The reported incidence of arterial and venous thromboembolic events varies markedly between VEGFR-TKI-related clinical trials. Here, we performed a meta-analysis to determine the incidence and the relative risk (RR) of venous thromboembolism events (VTEs) and arterial thromboembolic events (ATEs) associated with these agents. Databases (PubMed, Web of Science) were searched for relevant studies. Statistical analyses were conducted to calculate the summary incidences, RRs and 95% confidence intervals (CIs) using either random-effects or fixed-effects models according to the heterogeneity of the included studies. A total of 24,855 patients from 48 studies were included.
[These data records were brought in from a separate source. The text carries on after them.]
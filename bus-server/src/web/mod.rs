//! Web layer: webhook verification, message intake and health check.

mod dto;
mod routes;
mod state;

pub use dto::VerifyParams;
pub use routes::{AppError, create_router};
pub use state::{AppState, ChatBot};
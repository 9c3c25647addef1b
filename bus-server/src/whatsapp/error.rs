//! WhatsApp client error types.

/// Errors that can occur when sending through the WhatsApp Cloud API.
#[derive(Debug, thiserror::Error)]
pub enum WhatsAppError {
    /// HTTP request failed
    #[error("HTTP error: {0}")]
    Http(#[from] reqwest::Error),

    /// Authentication failed
    #[error("unauthorized: check META_WA_TOKEN")]
    Unauthorized,

    /// API returned an error status
    #[error("API error {status}: {message}")]
    Api { status: u16, message: String },

    /// Refused to send an empty message
    #[error("message body is empty")]
    EmptyMessage,
}
//! Bus schedule chatbot server.
//!
//! A WhatsApp bot that answers: "when is the next bus to X after time T?"
//! from a JSON timetable, and chats about everything else.

pub mod bot;
pub mod config;
pub mod domain;
pub mod gemini;
pub mod schedule;
pub mod timetable;
pub mod web;
pub mod whatsapp;
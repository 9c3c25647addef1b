//! Validated bus routes.

use super::departure::Departure;
use super::service_type::ServiceType;

/// A named period of a variable-frequency schedule (e.g. "morning_peak").
#[derive(Debug, Clone, PartialEq, Eq)]
pub struct Period {
    pub name: String,
    pub departures: Vec<Departure>,
}

/// The departure lists of a route, in one of the three timetable shapes.
///
/// Every list is in non-decreasing chronological order; the timetable
/// loader rejects data that violates this.
#[derive(Debug, Clone, PartialEq, Eq)]
pub enum Schedule {
    /// One fixed daily list.
    Single(Vec<Departure>),

    /// Time-of-day bands, in the order the timetable lists them.
    Periods(Vec<Period>),

    /// Independent lists for the two physical stands the route serves.
    DualStand {
        college: Vec<Departure>,
        main: Vec<Departure>,
    },
}

/// One bus service and the keywords that select it.
#[derive(Debug, Clone, PartialEq, Eq)]
pub struct Route {
    /// Display label, e.g. "Mangalore".
    pub name: String,

    /// Lowercase match keywords.
    pub keywords: Vec<String>,

    pub service_type: ServiceType,

    /// Conductor's phone number.
    pub contact: Option<String>,

    pub note: Option<String>,

    /// What to tell riders when no bus is listed for the requested time.
    pub off_peak_message: Option<String>,

    pub schedule: Schedule,
}

impl Route {
    /// Whether `term` (already lowercased) is one of this route's keywords.
    pub fn has_keyword(&self, term: &str) -> bool {
        self.keywords.iter().any(|k| k == term)
    }
}
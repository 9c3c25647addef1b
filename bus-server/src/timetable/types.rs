//! Timetable file DTOs.
//!
//! These types map directly onto `timetable.json`. Schedule fields are all
//! optional here; which shape a route uses is decided during conversion.

use std::fmt;

use serde::de::{MapAccess, Visitor};
use serde::{Deserialize, Deserializer};

use crate::domain::ServiceType;

/// Top-level timetable document.
#[derive(Debug, Clone, Deserialize)]
pub struct TimetableFile {
    pub routes: Vec<RouteRecord>,
}

/// A route as written in the timetable file.
#[derive(Debug, Clone, Deserialize)]
pub struct RouteRecord {
    /// Display label.
    pub name: String,

    /// Match keywords.
    pub keywords: Vec<String>,

    pub service_type: ServiceType,

    /// Conductor's phone number.
    pub contact: Option<String>,

    pub note: Option<String>,

    pub off_peak_message: Option<String>,

    /// Single daily list.
    pub schedule: Option<Vec<String>>,

    /// Period name → list, in file order.
    pub peak_schedule: Option<PeakSchedule>,

    /// Departures from the college stand.
    pub college_stand_schedule: Option<Vec<String>>,

    /// Departures from the main bus stand.
    pub main_stand_schedule: Option<Vec<String>>,
}

/// The `peak_schedule` mapping, keeping the order periods appear in the file.
#[derive(Debug, Clone, Default, PartialEq, Eq)]
pub struct PeakSchedule(pub Vec<(String, Vec<String>)>);

impl<'de> Deserialize<'de> for PeakSchedule {
    fn deserialize<D: Deserializer<'de>>(deserializer: D) -> Result<Self, D::Error> {
        struct PeakScheduleVisitor;

        impl<'de> Visitor<'de> for PeakScheduleVisitor {
            type Value = PeakSchedule;

            fn expecting(&self, f: &mut fmt::Formatter<'_>) -> fmt::Result {
                f.write_str("a map of period name to departure list")
            }

            fn visit_map<A: MapAccess<'de>>(self, mut map: A) -> Result<Self::Value, A::Error> {
                let mut periods = Vec::with_capacity(map.size_hint().unwrap_or(0));
                while let Some((name, times)) = map.next_entry::<String, Vec<String>>()? {
                    periods.push((name, times));
                }
                Ok(PeakSchedule(periods))
            }
        }

        deserializer.deserialize_map(PeakScheduleVisitor)
    }
}

#[cfg(test)]
mod tests {
    use super::*;

    #[test]
    fn deserialize_fixed_route() {
        let json = r#"{
            "name": "Mangalore",
            "keywords": ["mangalore", "farengipete"],
            "service_type": "Fixed",
            "contact": "9876543210",
            "schedule": ["08:00", "12:30", "16:30 (Sometimes)", "19:00"]
        }"#;

        let route: RouteRecord = serde_json::from_str(json).unwrap();

        assert_eq!(route.name, "Mangalore");
        assert_eq!(route.keywords, vec!["mangalore", "farengipete"]);
        assert_eq!(route.service_type, ServiceType::Fixed);
        assert_eq!(route.contact.as_deref(), Some("9876543210"));
        assert!(route.note.is_none());
        assert_eq!(route.schedule.unwrap().len(), 4);
        assert!(route.peak_schedule.is_none());
    }

    #[test]
    fn peak_schedule_keeps_file_order() {
        // Alphabetical order would put "afternoon" first
        let json = r#"{
            "name": "BC Road",
            "keywords": ["bc road"],
            "service_type": "Variable",
            "peak_schedule": {
                "morning": ["07:30", "08:15"],
                "midday": ["11:00"],
                "afternoon": ["15:45"]
            }
        }"#;

        let route: RouteRecord = serde_json::from_str(json).unwrap();
        let names: Vec<_> = route
            .peak_schedule
            .unwrap()
            .0
            .into_iter()
            .map(|(name, _)| name)
            .collect();

        assert_eq!(names, vec!["morning", "midday", "afternoon"]);
    }

    #[test]
    fn deserialize_dual_stand_route() {
        let json = r#"{
            "name": "Moodbidri",
            "keywords": ["moodbidri"],
            "service_type": "Fixed",
            "college_stand_schedule": [],
            "main_stand_schedule": ["09:00"]
        }"#;

        let route: RouteRecord = serde_json::from_str(json).unwrap();

        assert_eq!(route.college_stand_schedule, Some(vec![]));
        assert_eq!(route.main_stand_schedule, Some(vec!["09:00".to_string()]));
    }

    #[test]
    fn unknown_service_type_is_rejected() {
        let json = r#"{"name": "X", "keywords": [], "service_type": "Express"}"#;
        assert!(serde_json::from_str::<RouteRecord>(json).is_err());
    }
}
The overall incidence of all-grade and high-grade VTEs associated with VEGFR-TKIs was 3.6% (95% CI 2.3-5.2%) and 1.6% (95% CI 1.0-2.4%), respectively. The use of VEGFR-TKIs did not significantly increase the risk of developing all-grade (RR 0.91; 95% CI 0.68-1.22; P = 0.558) and high-grade (RR 1.05; 95% CI 0.84-1.31; P = 0.769) VTEs. The overall incidence of all-grade and high-grade ATEs associated with VEGFR-TKIs was 2.7% (95% CI 1.7-3.6%) and 0.6% (95% CI 0.2-1.2%), respectively. The use of VEGFR-TKIs significantly increase the risk of developing all-grade (RR 3.09; 95% CI 1.41-6.76; P = 0.033) ATEs, and a tendency to increase the risk of high-grade (RR 1.49; 95% CI 0.99-2.24; P = 0.101) ATEs was also detected. Patients with cancer that receive VEGFR-TKIs are at high risk of developing ATEs. Physicians should be aware of these adverse effects and should monitor cancer patients receiving VEGFR-TKIs.